Chieti: un fungo allucinogeno per trattare la depressione

Un allucinogeno, la psilocibina, come trattamento per la depressione che non risponde ai farmaci. A Chieti la sperimentazione clinica

Da anni la psilocibina sta mostrando interessanti proprietà terapeutiche per un ampio insieme di patologie, specie psichiatriche o per il trattamento del dolore cronico. Tuttavia, a causa della illegalità della sostanza e dei vincoli rigorosi che la riguardano, finora è risultato difficile ottenere dati inoppugnabili sulla sua portata terapeutica.
Una speranza per trattare la depressione che non risponde ai farmaci arriva da Chieti, dove prende avvio una sperimentazione senza precedenti che prevede l’utilizzo della psilocibina, sostanza psichedelica con potenziale effetto antidepressivo.

È la prima volta che la terapia psichedelica viene utilizzata in uno studio sperimentale, autorizzato dall’Agenzia Italiana del Farmaco.

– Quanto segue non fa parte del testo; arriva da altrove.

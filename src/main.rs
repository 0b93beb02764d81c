// Bottlenecks - Free and Open Source Software Statement
//
// This project, bottlenecks, is Free and Open Source Software (FOSS) licensed
// under the MIT License. You are free to use, modify, and distribute this
// software in accordance with the license terms. Contributions are welcome
// via pull requests to the project repository.
//
// File: src/main.rs
// Version: 1.0.0
//
// Calibration driver: bottlenecks calibrate PROGRAM [--target-duration S]
// [--tolerance F] [--threads N]. Prints the calibrated SIZE on stdout.

use anyhow::Context;
use bottlenecks::benchmark::{CalibrationConfig, Calibrator, ProcessProbe};
use bottlenecks::core::{CalibrateArgs, DriverArgs, DriverCommand, RuntimeConfig};
use bottlenecks::utils::format::FormatUtils;
use bottlenecks::utils::logging::init_logging;
use clap::Parser;
use log::{LevelFilter, error, info};
use std::process::ExitCode;

const LOG_TARGET: &str = "bottlenecks::driver";

#[tokio::main]
async fn main() -> ExitCode {
    let args = DriverArgs::parse();

    let config = RuntimeConfig::from_env(LevelFilter::Info);
    if let Err(e) = init_logging(&config) {
        eprintln!("❌ Error: {:#}", e);
        return ExitCode::FAILURE;
    }
    config.log_warnings();

    let result = match args.command {
        DriverCommand::Calibrate(calibrate) => handle_calibrate(&calibrate).await,
    };

    match result {
        Ok(()) => ExitCode::SUCCESS,
        Err(e) => {
            error!(target: LOG_TARGET, "{:#}", e);
            ExitCode::FAILURE
        }
    }
}

async fn handle_calibrate(args: &CalibrateArgs) -> anyhow::Result<()> {
    let config = CalibrationConfig::new(args.target_duration, args.tolerance)?;
    info!(target: LOG_TARGET,
        "Calibrating {:?} for {} with {} threads (tolerance {:.0}%)",
        args.program,
        FormatUtils::format_seconds(config.target),
        args.threads,
        args.tolerance * 100.0
    );

    let probe = ProcessProbe::new(&args.program, args.threads);
    let mut calibrator = Calibrator::new(config, probe);
    let calibration = calibrator
        .run()
        .await
        .with_context(|| format!("Calibration of {:?} failed", args.program))?;

    info!(target: LOG_TARGET,
        "SIZE={} after {} probes ({})",
        calibration.size,
        calibration.probes,
        FormatUtils::format_seconds(calibration.duration)
    );
    println!("{}", calibration.size);
    Ok(())
}
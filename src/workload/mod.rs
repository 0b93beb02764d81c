// Bottlenecks - Free and Open Source Software Statement
//
// This project, bottlenecks, is Free and Open Source Software (FOSS) licensed
// under the MIT License. You are free to use, modify, and distribute this
// software in accordance with the license terms. Contributions are welcome
// via pull requests to the project repository.
//
// File: src/workload/mod.rs
// Version: 1.0.0
//
// This file declares the workload module and the shared program entry point
// used by every binary under src/bin/: parse SIZE, set up logging, run the
// workload on the worker pool and turn the outcome into an exit status.
//
// Tree Location:
// - src/workload/mod.rs (workload dispatch and program entry point)
// - Submodules: cpu, ram, disk

pub mod cpu;
pub mod disk;
pub mod ram;

pub use cpu::{cpu_multiplication, cpu_trigonometry, typical_cpu};
pub use disk::{DISK_WRITE_DIRECTORY, disk_write};
pub use ram::{ram_bandwidth_copy, typical_ram_bandwidth};

use crate::core::{RuntimeConfig, Verdict, Workload, WorkloadArgs, WorkloadError};
use crate::utils::format::FormatUtils;
use crate::utils::logging::init_logging;
use crate::worker::WorkerPool;
use log::{LevelFilter, error, info};
use std::path::Path;
use std::process::ExitCode;
use std::time::Instant;

const LOG_TARGET: &str = "bottlenecks::workload";

impl Workload {
    /// Run the workload at `size` on `pool`
    pub fn run(self, size: u64, pool: &WorkerPool) -> Result<Verdict, WorkloadError> {
        match self {
            Workload::CpuMultiplication => cpu_multiplication(size, pool),
            Workload::CpuTrigonometry => cpu_trigonometry(size, pool),
            Workload::RamBandwidthCopy => ram_bandwidth_copy(size, pool),
            Workload::DiskWrite => disk_write(size, Path::new(DISK_WRITE_DIRECTORY), pool),
            Workload::Cpu => typical_cpu(size, pool),
            Workload::RamBandwidth => typical_ram_bandwidth(size, pool),
        }
    }
}

/// Entry point of a workload program.
///
/// Usage errors and workload errors exit with status 1; `--help` and
/// `--version` exit with status 0.
pub fn run_program(workload: Workload) -> ExitCode {
    let args = match WorkloadArgs::try_parse_for(workload) {
        Ok(args) => args,
        Err(err) => {
            let _ = err.print();
            return if err.use_stderr() {
                ExitCode::FAILURE
            } else {
                ExitCode::SUCCESS
            };
        }
    };

    let config = RuntimeConfig::from_env(LevelFilter::Warn);
    if let Err(e) = init_logging(&config) {
        eprintln!("{}: logging disabled: {:#}", workload.name(), e);
    }
    config.log_warnings();

    let pool = WorkerPool::from_config(&config);
    info!(target: LOG_TARGET,
        "Running {} with SIZE={} on {} threads",
        workload.name(), args.size, pool.thread_count()
    );

    let start = Instant::now();
    match workload.run(args.size, &pool) {
        Ok(verdict) => {
            info!(target: LOG_TARGET,
                "{} finished in {}: {:?}",
                workload.name(),
                FormatUtils::format_seconds(start.elapsed()),
                verdict
            );
            verdict.exit_code()
        }
        Err(e) => {
            error!(target: LOG_TARGET, "{}: {}", workload.name(), FormatUtils::format_error_chain(&e));
            ExitCode::FAILURE
        }
    }
}

#[cfg(test)]
mod tests {
    use super::*;

    #[test]
    fn test_dispatch_runs_each_cpu_workload() {
        let pool = WorkerPool::new(2);
        assert_eq!(Workload::CpuMultiplication.run(0, &pool).unwrap(), Verdict::Passed);
        assert_eq!(Workload::CpuTrigonometry.run(0, &pool).unwrap(), Verdict::Passed);
        assert_eq!(Workload::RamBandwidthCopy.run(0, &pool).unwrap(), Verdict::Failed);
    }

    #[test]
    fn test_dispatch_validates_typical_range() {
        let pool = WorkerPool::new(1);
        assert!(Workload::Cpu.run(0, &pool).is_err());
        assert!(Workload::RamBandwidth.run(4096, &pool).is_err());
    }
}
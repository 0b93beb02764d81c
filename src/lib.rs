// Bottlenecks - Free and Open Source Software Statement
//
// This project, bottlenecks, is Free and Open Source Software (FOSS) licensed
// under the MIT License. You are free to use, modify, and distribute this
// software in accordance with the license terms. Contributions are welcome
// via pull requests to the project repository.
//
// File: src/lib.rs
// Version: 1.0.0
//
// This file serves as the main library entry point for bottlenecks. Every
// workload binary under src/bin/ is a thin wrapper around this library, and
// the calibration driver (src/main.rs) uses the benchmark module.
//
// Tree Location:
// - src/lib.rs (root library file)
// - Exports modules: core, worker, workload, benchmark, utils

pub mod benchmark;
pub mod core;
pub mod utils;
pub mod worker;
pub mod workload;

// Re-export commonly used types at the crate root for convenience
pub use crate::benchmark::{Calibrator, ProcessProbe};
pub use crate::core::{RuntimeConfig, Verdict, Workload, WorkloadError};
pub use crate::worker::WorkerPool;
pub use crate::workload::run_program;

// Changelog:
// - v1.0.0 (2026-10-18): Initial library layout.
//   - Purpose: Establishes the library root shared by the workload binaries
//     and the calibration driver.
//   - Features: Re-exports the workload enum, worker pool, runtime config and
//     calibration types.
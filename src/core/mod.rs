// Bottlenecks - Free and Open Source Software Statement
//
// This project, bottlenecks, is Free and Open Source Software (FOSS) licensed
// under the MIT License. You are free to use, modify, and distribute this
// software in accordance with the license terms. Contributions are welcome
// via pull requests to the project repository.
//
// File: src/core/mod.rs
// Version: 1.0.0
//
// This file is the module declaration for the core functionality of
// bottlenecks. It declares submodules and re-exports key types for use
// throughout the project.

pub mod config;
pub mod error;
pub mod types;

// Re-export the most commonly used items
pub use config::{LOG_CONFIG_ENV, LOG_LEVEL_ENV, RuntimeConfig, THREADS_ENV, resolve_thread_count};
pub use error::WorkloadError;
pub use types::{CalibrateArgs, DriverArgs, DriverCommand, Verdict, Workload, WorkloadArgs};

Lo studio è condotto nella Clinica Psichiatrica dell’ospedale di Chieti diretta da Giovanni Martinotti (nella foto), con il contributo del Dipartimento di Neuroscienze, Imaging e Scienze Cliniche dell’Università d’Annunzio e in collaborazione con la Asl Roma 5 e l’Azienda Ospedaliera Universitaria Ospedali Riuniti di Foggia.

L’interesse legato alla sperimentazione risiede negli effetti allucinogeni prodotti dalla psilocibina, un composto naturale contenuto in alcune specie di funghi: una volta assunto viene trasformato nell’organismo in psilocina, che agisce su recettori della serotonina modulando l’attività delle reti cerebrali coinvolte nell’umore, nella percezione e nel pensiero.

Negli ultimi anni diversi studi clinici condotti negli Stati Uniti, Regno Unito, Svizzera e Australia hanno evidenziato che una o due somministrazioni di psilocibina possono produrre effetti antidepressivi rapidi e duraturi, con miglioramenti clinici significativi persistenti fino a sei mesi in pazienti con depressione resistente ai trattamenti tradizionali.

Lo studio, finanziato con fondi PNRR e coordinato dall’Istituto Superiore di Sanità sotto la supervisione di Francesca Zoratto, avrà una durata di 24 mesi e prevede l’arruolamento di 68 pazienti con depressione resistente che saranno trattati con psilocibina; gli effetti saranno valutati con tecniche avanzate di neuroimaging e neurofisiologia, metodologie che permettono di ottenere immagini dettagliate del cervello, con l’obiettivo di identificare biomarcatori cerebrali e definire nuove strategie di psichiatria di precisione.

“Siamo di fronte a un cambio di paradigma sia scientifico che culturale   – sottolinea Giovanni Martinotti, professore ordinario di Psichiatria all’Università di Chieti – che ci permette di saperne di più sul potenziale antidepressivo della psilocibina e sulle sue modalità di azione. È una grande occasione per la ricerca italiana e per migliorare le cure per la salute mentale. Queste conoscenze potranno rendere l’impiego delle nuove molecole ancora più sicuro, accettabile e accessibile per l’applicazione in ambito clinico”.

Francesca Zoratto, capo ricercatore del progetto, aggiunge:

“Per la prima volta potremo valutare l’efficacia della della psilocibina in un contesto rigorosamente controllato e clinicamente supervisionato, ma anche esplorarne forme innovative come quella non psichedelica, che possa eliminare gli effetti allucinogeni mantenendo il potenziale terapeutico”.